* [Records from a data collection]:

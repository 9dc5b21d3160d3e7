use std::cell::OnceCell;
use std::fmt;
use std::ops::Deref;

use serde::de::DeserializeOwned;
use serde::{Deserialize, Serialize};
use serde_json::Value;

use crate::client::NeonClient;
use crate::error::{NeonError, Result};

/// A schema type a [`Resource`] can be viewed as.
///
/// Implemented for every model in [`crate::models`].
pub trait Schema: DeserializeOwned + Serialize + Default + fmt::Debug {}

impl<T> Schema for T where T: DeserializeOwned + Serialize + Default + fmt::Debug {}

/// A read-only view over one decoded API response.
///
/// The raw JSON is kept as received. The typed view `T` is built from it on
/// first access and cached for the lifetime of the resource. Field access
/// falls through to the typed view via `Deref`, so `key.name` reads the
/// `name` field of the schema.
///
/// A resource borrows the client that fetched it and is not `Sync`.
pub struct Resource<'a, T> {
    client: &'a NeonClient,
    raw: Value,
    view: OnceCell<T>,
}

impl<'a, T: Schema> Resource<'a, T> {
    /// Wrap a raw response. Nothing is validated until the view is needed.
    pub fn new(client: &'a NeonClient, raw: Value) -> Self {
        Self {
            client,
            raw,
            view: OnceCell::new(),
        }
    }

    pub fn client(&self) -> &'a NeonClient {
        self.client
    }

    /// The response exactly as decoded.
    pub fn raw(&self) -> &Value {
        &self.raw
    }

    pub fn into_raw(self) -> Value {
        self.raw
    }

    /// Whether the typed view has been built yet.
    pub fn is_materialized(&self) -> bool {
        self.view.get().is_some()
    }

    /// The typed view, built on first call.
    ///
    /// Missing fields stay `None`, unknown keys are ignored, and a field of
    /// the wrong type reads as `None` without affecting its siblings. A
    /// payload that is not an object at all yields `T::default()`; its values
    /// remain reachable through [`get`](Self::get).
    pub fn obj(&self) -> &T {
        self.view.get_or_init(|| match <T as Deserialize<'_>>::deserialize(&self.raw) {
            Ok(view) => view,
            Err(e) => {
                tracing::warn!(
                    schema = std::any::type_name::<T>(),
                    error = %e,
                    "response does not match schema, using an empty view"
                );
                T::default()
            }
        })
    }

    /// The typed view as a JSON object, for name-based lookups.
    fn view_fields(&self) -> serde_json::Map<String, Value> {
        match serde_json::to_value(self.obj()) {
            Ok(Value::Object(fields)) => fields,
            _ => serde_json::Map::new(),
        }
    }

    /// Look up a field by name: schema fields first, then the raw mapping.
    ///
    /// A schema field missing from the response resolves to `Value::Null`.
    pub fn attr(&self, name: &str) -> Result<Value> {
        if let Some(value) = self.view_fields().remove(name) {
            if !value.is_null() {
                return Ok(value);
            }
            return Ok(self.raw.get(name).cloned().unwrap_or(Value::Null));
        }
        self.raw
            .get(name)
            .cloned()
            .ok_or_else(|| NeonError::AttributeNotFound(name.to_string()))
    }

    /// [`attr`](Self::attr) as an `Option`.
    pub fn get(&self, name: &str) -> Option<Value> {
        self.attr(name).ok()
    }

    /// Index by key: a value present in the typed view, else the raw mapping.
    ///
    /// Presence is literal, so `false`, `0` and `""` are returned as-is.
    pub fn item(&self, key: &str) -> Result<Value> {
        match self.view_fields().remove(key) {
            Some(value) if !value.is_null() => Ok(value),
            _ => self
                .raw
                .get(key)
                .cloned()
                .ok_or_else(|| NeonError::KeyNotFound(key.to_string())),
        }
    }
}

impl<T: Schema> Deref for Resource<'_, T> {
    type Target = T;

    fn deref(&self) -> &T {
        self.obj()
    }
}

impl<T: Schema> fmt::Debug for Resource<'_, T> {
    fn fmt(&self, f: &mut fmt::Formatter<'_>) -> fmt::Result {
        fmt::Debug::fmt(self.obj(), f)
    }
}

impl<T: Schema> fmt::Display for Resource<'_, T> {
    fn fmt(&self, f: &mut fmt::Formatter<'_>) -> fmt::Result {
        write!(f, "{:?}", self.obj())
    }
}

#[cfg(test)]
mod tests {
    use super::*;
    use crate::models::{ApiKeysListResponseItem, Branch, CurrentUserInfoResponse};
    use serde_json::json;

    fn client() -> NeonClient {
        NeonClient::new("test-key", Some("http://127.0.0.1:9/")).unwrap()
    }

    #[test]
    fn view_is_lazy_and_memoized() {
        let c = client();
        let r: Resource<'_, ApiKeysListResponseItem> =
            Resource::new(&c, json!({"id": 7, "name": "ci"}));
        assert!(!r.is_materialized());

        let before = r.raw()["name"].clone();
        let first = r.obj() as *const _;
        assert!(r.is_materialized());
        let second = r.obj() as *const _;
        assert_eq!(first, second);
        assert_eq!(r.get("name"), Some(before));
        assert_eq!(r.name.as_deref(), Some("ci"));
    }

    #[test]
    fn partial_and_extra_fields_are_tolerated() {
        let c = client();
        let r: Resource<'_, ApiKeysListResponseItem> =
            Resource::new(&c, json!({"id": 1, "brand_new_field": [1, 2]}));
        assert_eq!(r.id, Some(1));
        assert_eq!(r.name, None);
        assert_eq!(r.get("brand_new_field"), Some(json!([1, 2])));
    }

    #[test]
    fn mistyped_field_keeps_its_siblings() {
        let c = client();
        let r: Resource<'_, ApiKeysListResponseItem> =
            Resource::new(&c, json!({"id": "k-1", "name": "ci", "created_at": "2024"}));
        assert_eq!(r.id, None);
        assert_eq!(r.name.as_deref(), Some("ci"));
        assert_eq!(r.created_at.as_deref(), Some("2024"));
        assert_eq!(r.get("id"), Some(json!("k-1")));
        assert!(r.to_string().contains("\"ci\""));
    }

    #[test]
    fn mistyped_nested_field_keeps_the_record() {
        let c = client();
        let r: Resource<'_, CurrentUserInfoResponse> = Resource::new(
            &c,
            json!({
                "email": "a@b",
                "billing_account": {"name": 5, "subscription_type": "free_v2"},
                "auth_accounts": [{"provider": "github"}, "garbage"]
            }),
        );
        assert_eq!(r.email.as_deref(), Some("a@b"));
        let billing = r.billing_account.as_ref().unwrap();
        assert_eq!(billing.name, None);
        assert_eq!(billing.subscription_type.as_deref(), Some("free_v2"));
        assert_eq!(r.auth_accounts.len(), 1);
    }

    #[test]
    fn non_object_payload_falls_back_to_default_view() {
        let c = client();
        let r: Resource<'_, ApiKeysListResponseItem> = Resource::new(&c, json!([1, 2]));
        assert_eq!(r.id, None);
        assert!(matches!(r.attr("id"), Ok(Value::Null)));
    }

    #[test]
    fn attr_resolves_schema_then_raw() {
        let c = client();
        let r: Resource<'_, ApiKeysListResponseItem> =
            Resource::new(&c, json!({"id": 3, "extra": true}));
        assert_eq!(r.attr("id").unwrap(), json!(3));
        // Declared by the schema but absent from the response.
        assert_eq!(r.attr("last_used_at").unwrap(), Value::Null);
        assert_eq!(r.attr("extra").unwrap(), json!(true));
        assert!(matches!(
            r.attr("nope"),
            Err(NeonError::AttributeNotFound(name)) if name == "nope"
        ));
    }

    #[test]
    fn item_treats_falsy_values_as_present() {
        let c = client();
        let r: Resource<'_, Branch> = Resource::new(
            &c,
            json!({"id": "br-1", "protected": false, "logical_size": 0, "name": ""}),
        );
        assert_eq!(r.item("protected").unwrap(), json!(false));
        assert_eq!(r.item("logical_size").unwrap(), json!(0));
        assert_eq!(r.item("name").unwrap(), json!(""));
        assert!(matches!(r.item("parent_id"), Err(NeonError::KeyNotFound(_))));
    }

    #[test]
    fn display_delegates_to_view() {
        let c = client();
        let r: Resource<'_, ApiKeysListResponseItem> = Resource::new(&c, json!({"id": 5}));
        assert_eq!(r.to_string(), format!("{:?}", r.obj()));
        assert_eq!(format!("{r:?}"), r.to_string());
    }
}
#[derive(Debug, Clone, Default, Serialize, Deserialize)]
pub struct ConnectionParameters {
    #[serde(default, deserialize_with = "lenient")]
    pub database: Option<String>,
    #[serde(default, deserialize_with = "lenient")]
    pub password: Option<String>,
    #[serde(default, deserialize_with = "lenient")]
    pub role: Option<String>,
    #[serde(default, deserialize_with = "lenient")]
    pub host: Option<String>,
    #[serde(default, deserialize_with = "lenient")]
    pub pooler_host: Option<String>,
}

// ---------------------------------------------------------------------------
// Operations
// ---------------------------------------------------------------------------

#[derive(Debug, Clone, Default, Serialize, Deserialize)]
pub struct Operation {
    #[serde(default, deserialize_with = "lenient")]
    pub id: Option<String>,
    #[serde(default, deserialize_with = "lenient")]
    pub project_id: Option<String>,
    #[serde(default, deserialize_with = "lenient")]
    pub branch_id: Option<String>,
    #[serde(default, deserialize_with = "lenient")]
    pub endpoint_id: Option<String>,
    #[serde(default, deserialize_with = "lenient")]
    pub action: Option<String>,
    #[serde(default, deserialize_with = "lenient")]
    pub status: Option<String>,
    #[serde(default, deserialize_with = "lenient")]
    pub error: Option<String>,
    #[serde(default, deserialize_with = "lenient")]
    pub failures_count: Option<i64>,
    #[serde(default, deserialize_with = "lenient")]
    pub retry_at: Option<String>,
    #[serde(default, deserialize_with = "lenient")]
    pub total_duration_ms: Option<i64>,
    #[serde(default, deserialize_with = "lenient")]
    pub created_at: Option<String>,
    #[serde(default, deserialize_with = "lenient")]
    pub updated_at: Option<String>,
}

* [WHAT IS EXPECTED]: Consider the string "before". State how many lines of the data contain it, giving the number alone.

* [SOLUTION FOR THIS EXERCISE]: 2